Required work>
Exactly as written, transcribe the data that follows.

Data>
---*---

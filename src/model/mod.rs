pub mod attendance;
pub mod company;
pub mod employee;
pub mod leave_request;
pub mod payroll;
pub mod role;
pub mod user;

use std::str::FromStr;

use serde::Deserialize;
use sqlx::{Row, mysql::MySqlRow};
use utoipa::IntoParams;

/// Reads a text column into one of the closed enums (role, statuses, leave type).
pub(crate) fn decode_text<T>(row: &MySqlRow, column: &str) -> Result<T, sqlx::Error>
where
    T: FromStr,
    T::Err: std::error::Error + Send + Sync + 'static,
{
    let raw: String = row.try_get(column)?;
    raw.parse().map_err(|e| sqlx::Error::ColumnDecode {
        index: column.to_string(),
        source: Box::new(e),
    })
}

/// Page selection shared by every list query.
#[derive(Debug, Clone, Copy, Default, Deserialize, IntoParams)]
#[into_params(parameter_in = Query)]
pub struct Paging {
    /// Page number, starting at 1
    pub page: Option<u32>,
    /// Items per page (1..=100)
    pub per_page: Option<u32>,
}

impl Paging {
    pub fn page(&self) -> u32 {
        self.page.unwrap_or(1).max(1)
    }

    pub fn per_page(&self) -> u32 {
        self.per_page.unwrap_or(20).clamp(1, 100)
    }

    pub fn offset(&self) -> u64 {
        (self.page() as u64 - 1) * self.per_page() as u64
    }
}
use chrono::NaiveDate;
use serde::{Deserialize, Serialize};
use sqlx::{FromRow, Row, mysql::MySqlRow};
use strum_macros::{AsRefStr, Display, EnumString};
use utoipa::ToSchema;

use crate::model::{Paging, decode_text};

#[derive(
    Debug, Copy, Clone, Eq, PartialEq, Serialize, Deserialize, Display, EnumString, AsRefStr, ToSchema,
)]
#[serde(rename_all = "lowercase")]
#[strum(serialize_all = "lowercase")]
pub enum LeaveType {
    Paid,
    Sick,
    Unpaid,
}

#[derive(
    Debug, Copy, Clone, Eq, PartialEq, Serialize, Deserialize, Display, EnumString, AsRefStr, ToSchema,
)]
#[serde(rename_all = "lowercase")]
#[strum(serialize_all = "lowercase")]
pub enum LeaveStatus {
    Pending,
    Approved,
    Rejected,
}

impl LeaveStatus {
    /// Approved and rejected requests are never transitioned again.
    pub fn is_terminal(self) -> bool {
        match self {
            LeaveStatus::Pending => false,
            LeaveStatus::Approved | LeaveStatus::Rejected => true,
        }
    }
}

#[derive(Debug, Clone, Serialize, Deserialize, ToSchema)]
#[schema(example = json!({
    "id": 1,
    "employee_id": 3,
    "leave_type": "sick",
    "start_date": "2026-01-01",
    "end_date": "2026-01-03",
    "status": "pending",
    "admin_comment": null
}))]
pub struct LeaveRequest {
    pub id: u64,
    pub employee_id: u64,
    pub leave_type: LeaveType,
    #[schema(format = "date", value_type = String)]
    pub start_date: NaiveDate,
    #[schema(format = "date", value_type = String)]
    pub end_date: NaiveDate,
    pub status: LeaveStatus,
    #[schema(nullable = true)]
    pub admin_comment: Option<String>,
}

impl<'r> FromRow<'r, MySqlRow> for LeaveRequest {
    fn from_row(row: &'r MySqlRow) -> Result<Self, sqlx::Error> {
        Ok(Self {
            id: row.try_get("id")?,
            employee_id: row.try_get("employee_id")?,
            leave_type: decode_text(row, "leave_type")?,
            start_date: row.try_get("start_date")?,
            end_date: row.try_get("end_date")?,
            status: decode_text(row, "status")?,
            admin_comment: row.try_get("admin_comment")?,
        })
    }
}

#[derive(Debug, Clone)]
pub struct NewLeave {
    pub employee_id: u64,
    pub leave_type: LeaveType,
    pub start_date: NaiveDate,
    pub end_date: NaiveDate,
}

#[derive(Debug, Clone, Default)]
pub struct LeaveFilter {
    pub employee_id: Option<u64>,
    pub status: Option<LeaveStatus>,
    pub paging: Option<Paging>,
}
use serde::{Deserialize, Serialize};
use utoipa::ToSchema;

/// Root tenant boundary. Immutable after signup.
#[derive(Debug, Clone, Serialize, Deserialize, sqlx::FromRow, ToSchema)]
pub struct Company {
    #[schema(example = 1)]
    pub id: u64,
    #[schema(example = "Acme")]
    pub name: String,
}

---*---

Answer to this problem>
filename src/model/mod.rs
pub mod attendance;
pub mod company;
pub mod employee;
pub mod leave_request;
pub mod payroll;
pub mod role;
pub mod user;

use std::str::FromStr;

use serde::Deserialize;
use sqlx::{Row, mysql::MySqlRow};
use utoipa::IntoParams;

/// Reads a text column into one of the closed enums (role, statuses, leave type).
pub(crate) fn decode_text<T>(row: &MySqlRow, column: &str) -> Result<T, sqlx::Error>
where
    T: FromStr,
    T::Err: std::error::Error + Send + Sync + 'static,
{
    let raw: String = row.try_get(column)?;
    raw.parse().map_err(|e| sqlx::Error::ColumnDecode {
        index: column.to_string(),
        source: Box::new(e),
    })
}

/// Page selection shared by every list query.
#[derive(Debug, Clone, Copy, Default, Deserialize, IntoParams)]
#[into_params(parameter_in = Query)]
pub struct Paging {
    /// Page number, starting at 1
    pub page: Option<u32>,
    /// Items per page (1..=100)
    pub per_page: Option<u32>,
}

impl Paging {
    pub fn page(&self) -> u32 {
        self.page.unwrap_or(1).max(1)
    }

    pub fn per_page(&self) -> u32 {
        self.per_page.unwrap_or(20).clamp(1, 100)
    }

    pub fn offset(&self) -> u64 {
        (self.page() as u64 - 1) * self.per_page() as u64
    }
}
use chrono::NaiveDate;
use serde::{Deserialize, Serialize};
use sqlx::{FromRow, Row, mysql::MySqlRow};
use strum_macros::{AsRefStr, Display, EnumString};
use utoipa::ToSchema;

use crate::model::{Paging, decode_text};

#[derive(
    Debug, Copy, Clone, Eq, PartialEq, Serialize, Deserialize, Display, EnumString, AsRefStr, ToSchema,
)]
#[serde(rename_all = "lowercase")]
#[strum(serialize_all = "lowercase")]
pub enum LeaveType {
    Paid,
    Sick,
    Unpaid,
}

#[derive(
    Debug, Copy, Clone, Eq, PartialEq, Serialize, Deserialize, Display, EnumString, AsRefStr, ToSchema,
)]
#[serde(rename_all = "lowercase")]
#[strum(serialize_all = "lowercase")]
pub enum LeaveStatus {
    Pending,
    Approved,
    Rejected,
}

impl LeaveStatus {
    /// Approved and rejected requests are never transitioned again.
    pub fn is_terminal(self) -> bool {
        match self {
            LeaveStatus::Pending => false,
            LeaveStatus::Approved | LeaveStatus::Rejected => true,
        }
    }
}

#[derive(Debug, Clone, Serialize, Deserialize, ToSchema)]
#[schema(example = json!({
    "id": 1,
    "employee_id": 3,
    "leave_type": "sick",
    "start_date": "2026-01-01",
    "end_date": "2026-01-03",
    "status": "pending",
    "admin_comment": null
}))]
pub struct LeaveRequest {
    pub id: u64,
    pub employee_id: u64,
    pub leave_type: LeaveType,
    #[schema(format = "date", value_type = String)]
    pub start_date: NaiveDate,
    #[schema(format = "date", value_type = String)]
    pub end_date: NaiveDate,
    pub status: LeaveStatus,
    #[schema(nullable = true)]
    pub admin_comment: Option<String>,
}

impl<'r> FromRow<'r, MySqlRow> for LeaveRequest {
    fn from_row(row: &'r MySqlRow) -> Result<Self, sqlx::Error> {
        Ok(Self {
            id: row.try_get("id")?,
            employee_id: row.try_get("employee_id")?,
            leave_type: decode_text(row, "leave_type")?,
            start_date: row.try_get("start_date")?,
            end_date: row.try_get("end_date")?,
            status: decode_text(row, "status")?,
            admin_comment: row.try_get("admin_comment")?,
        })
    }
}

#[derive(Debug, Clone)]
pub struct NewLeave {
    pub employee_id: u64,
    pub leave_type: LeaveType,
    pub start_date: NaiveDate,
    pub end_date: NaiveDate,
}

#[derive(Debug, Clone, Default)]
pub struct LeaveFilter {
    pub employee_id: Option<u64>,
    pub status: Option<LeaveStatus>,
    pub paging: Option<Paging>,
}
use serde::{Deserialize, Serialize};
use utoipa::ToSchema;

/// Root tenant boundary. Immutable after signup.
#[derive(Debug, Clone, Serialize, Deserialize, sqlx::FromRow, ToSchema)]
pub struct Company {
    #[schema(example = 1)]
    pub id: u64,
    #[schema(example = "Acme")]
    pub name: String,
}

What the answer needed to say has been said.